What we needed was a visual editor that produces a JSON graph and an execution engine that consumes it. The editor and engine are completely decoupled — the graph is the contract between them. You could swap either side independently.
We chose React Flow as the foundation. Its the most mature graph visualization library for React, it handles viewport management and node rendering out of the box, and it gives you enough hooks to override everything we needed to customize.
The workflow editor is a deeply nested component tree.

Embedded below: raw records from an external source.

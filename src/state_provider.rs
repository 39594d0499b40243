use tokio::sync::broadcast;

pub type BorrowedState<'a, State> = lock_api::MutexGuard<'a, parking_lot::RawMutex, State>;

/// Read access to the state held by a state root.
pub trait StateProvider: Send {
    type State;

    fn state(&self) -> BorrowedState<'_, Self::State>;

    /// Copy of the current state, taken without holding the lock afterwards.
    fn snapshot(&self) -> Self::State
    where
        Self::State: Clone,
    {
        self.state().clone()
    }
}

pub trait ChangeObserver {
    /// Ticks every time an applied action produced a different state.
    fn observe(&self) -> broadcast::Receiver<()>;
}
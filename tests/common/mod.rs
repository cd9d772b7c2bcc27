//! Common test utilities
#![allow(dead_code)]

use matr::Matrix;

/// Assert two f64 slices are close within tolerance
///
/// Uses the formula: |a - b| <= atol + rtol * |b|
pub fn assert_allclose_f64(a: &[f64], b: &[f64], rtol: f64, atol: f64, msg: &str) {
    assert_eq!(a.len(), b.len(), "{}: length mismatch", msg);
    for (i, (x, y)) in a.iter().zip(b.iter()).enumerate() {
        let diff = (x - y).abs();
        let tol = atol + rtol * y.abs();
        assert!(
            diff <= tol,
            "{}: element {} differs: {} vs {} (diff={}, tol={})",
            msg,
            i,
            x,
            y,
            diff,
            tol
        );
    }
}

/// Assert a matrix holds exactly the given row-major cells
pub fn assert_cells_eq(matrix: &Matrix, expected: &[f64], msg: &str) {
    assert_eq!(
        matrix.as_slice(),
        expected,
        "{}: cells differ (shape {:?})",
        msg,
        matrix.shape()
    );
}
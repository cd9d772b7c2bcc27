//! Core Matrix type

use crate::error::{Error, Result};

/// Dense rectangular matrix of `f64` cells
///
/// `Matrix` is the fundamental (and only) data structure in matr. It owns a
/// single row-major buffer of exactly `height * width` cells; both
/// dimensions are at least 1 for any successfully constructed matrix.
///
/// Cells are addressed as `(row, column)` with zero-based indices. Cloning
/// produces a deep copy with independent storage; no two matrices ever
/// share a buffer.
#[derive(Clone, Debug, PartialEq)]
pub struct Matrix {
    height: usize,
    width: usize,
    /// Row-major cell buffer, `height * width` long
    cells: Vec<f64>,
}

impl Matrix {
    /// Create a zero-filled `height x width` matrix.
    ///
    /// Fails with [`Error::ZeroDimension`] when either dimension is 0.
    pub fn zeros(height: usize, width: usize) -> Result<Self> {
        if height == 0 || width == 0 {
            return Err(Error::ZeroDimension { height, width });
        }
        Ok(Self {
            height,
            width,
            cells: vec![0.0; height * width],
        })
    }

    /// Create the `size x size` identity matrix: 1s on the main diagonal,
    /// 0s everywhere else.
    ///
    /// Fails with [`Error::ZeroDimension`] when `size` is 0.
    pub fn identity(size: usize) -> Result<Self> {
        let mut id = Self::zeros(size, size)?;
        for coord in 0..size {
            id.cells[coord * size + coord] = 1.0;
        }
        Ok(id)
    }

    /// Create a matrix from rows, top to bottom.
    ///
    /// The row count and row length determine the dimensions. Fails with
    /// [`Error::ZeroDimension`] when `rows` is empty or the first row is,
    /// and with [`Error::JaggedInput`] when any row's length differs from
    /// the first row's.
    pub fn from_rows<R: AsRef<[f64]>>(rows: &[R]) -> Result<Self> {
        let height = rows.len();
        let width = rows.first().map_or(0, |row| row.as_ref().len());
        if height == 0 || width == 0 {
            return Err(Error::ZeroDimension { height, width });
        }

        let mut cells = Vec::with_capacity(height * width);
        for (index, row) in rows.iter().enumerate() {
            let row = row.as_ref();
            if row.len() != width {
                return Err(Error::JaggedInput {
                    index,
                    expected: width,
                    got: row.len(),
                });
            }
            cells.extend_from_slice(row);
        }

        Ok(Self {
            height,
            width,
            cells,
        })
    }

    /// Create a matrix from columns, left to right.
    ///
    /// The column count and column length determine the dimensions. Same
    /// validation as [`Matrix::from_rows`].
    pub fn from_columns<C: AsRef<[f64]>>(columns: &[C]) -> Result<Self> {
        let width = columns.len();
        let height = columns.first().map_or(0, |col| col.as_ref().len());
        if height == 0 || width == 0 {
            return Err(Error::ZeroDimension { height, width });
        }

        let mut matrix = Self::zeros(height, width)?;
        for (index, column) in columns.iter().enumerate() {
            let column = column.as_ref();
            if column.len() != height {
                return Err(Error::JaggedInput {
                    index,
                    expected: height,
                    got: column.len(),
                });
            }
            for (row, &value) in column.iter().enumerate() {
                matrix.cells[row * width + index] = value;
            }
        }

        Ok(matrix)
    }

    /// Create a matrix from a row-major slice of `height * width` values.
    ///
    /// Fails with [`Error::ZeroDimension`] on a zero dimension and
    /// [`Error::ShapeMismatch`] when `data.len() != height * width`.
    pub fn from_slice(data: &[f64], height: usize, width: usize) -> Result<Self> {
        if height == 0 || width == 0 {
            return Err(Error::ZeroDimension { height, width });
        }
        if data.len() != height * width {
            return Err(Error::shape_mismatch(
                (height, width),
                (data.len() / width, width),
            ));
        }
        Ok(Self {
            height,
            width,
            cells: data.to_vec(),
        })
    }

    /// Row count.
    #[inline]
    pub fn height(&self) -> usize {
        self.height
    }

    /// Column count.
    #[inline]
    pub fn width(&self) -> usize {
        self.width
    }

    /// Dimensions as `(height, width)`.
    #[inline]
    pub fn shape(&self) -> (usize, usize) {
        (self.height, self.width)
    }

    /// Whether `height == width`.
    #[inline]
    pub fn is_square(&self) -> bool {
        self.height == self.width
    }

    /// The cell at `(row, col)`, or [`Error::IndexOutOfBounds`].
    pub fn get(&self, row: usize, col: usize) -> Result<f64> {
        self.check_bounds(row, col)?;
        Ok(self.cells[row * self.width + col])
    }

    /// Store `value` at `(row, col)`, or [`Error::IndexOutOfBounds`].
    pub fn set(&mut self, row: usize, col: usize, value: f64) -> Result<()> {
        self.check_bounds(row, col)?;
        self.cells[row * self.width + col] = value;
        Ok(())
    }

    /// Read-only view of the row-major cell buffer.
    pub fn as_slice(&self) -> &[f64] {
        &self.cells
    }

    /// Whether this is an identity matrix: square, 1s on the main diagonal,
    /// 0s everywhere else. Exact comparison, no tolerance.
    pub fn is_identity(&self) -> bool {
        if !self.is_square() {
            return false;
        }
        for row in 0..self.height {
            for col in 0..self.width {
                let expected = if row == col { 1.0 } else { 0.0 };
                if self.cells[row * self.width + col] != expected {
                    return false;
                }
            }
        }
        true
    }

    fn check_bounds(&self, row: usize, col: usize) -> Result<()> {
        if row >= self.height || col >= self.width {
            return Err(Error::out_of_bounds(row, col, self.height, self.width));
        }
        Ok(())
    }

    /// Zero-filled matrix for operation results; callers guarantee positive
    /// dimensions.
    pub(crate) fn zeroed(height: usize, width: usize) -> Matrix {
        debug_assert!(height > 0 && width > 0);
        Self {
            height,
            width,
            cells: vec![0.0; height * width],
        }
    }

    /// Unchecked cell read; callers guarantee bounds.
    #[inline]
    pub(crate) fn at(&self, row: usize, col: usize) -> f64 {
        self.cells[row * self.width + col]
    }

    /// Unchecked cell write; callers guarantee bounds.
    #[inline]
    pub(crate) fn put(&mut self, row: usize, col: usize, value: f64) {
        self.cells[row * self.width + col] = value;
    }
}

Heres the actual nesting order:
// apps/web/src/components/workflow/editor/workflow-editor.tsx
WorkflowEditor // outer shell — loads data, shows skeleton
└── ReactFlowProvider // @xyflow/react context
└── WorkflowResourceProvider // loads apps, entity definitions
└── VarStoreSyncProvider // syncs variable store with node state
└── WorkflowEditorProvider // calls setupNodeRegistry()
└── WorkflowStoreProvider // initializes Zustand stores
└── WorkflowHistoryProvider
└── WorkflowEditorInner
Seven nested providers looks like a lot. Each one has a clear reason to exist.
ReactFlowProvider must wrap everything that calls useReactFlow() — thats a React Flow requirement, not a choice. WorkflowResourceProvider loads external app definitions (Shopify blocks, Slack actions, etc.) before the node registry initializes — without it, the block selector would render empty on first load. VarStoreSyncProvider keeps the variable picker in sync with node outputs as they change. When you add an AI node, its output variables immediately appear in the variable picker of downstream nodes.
The most important one is WorkflowStoreProvider. It resets all 12 Zustand stores when the workflow ID changes. Without this, switching between workflows would leak state — youd see the previous workflows undo history, run results, and panel state.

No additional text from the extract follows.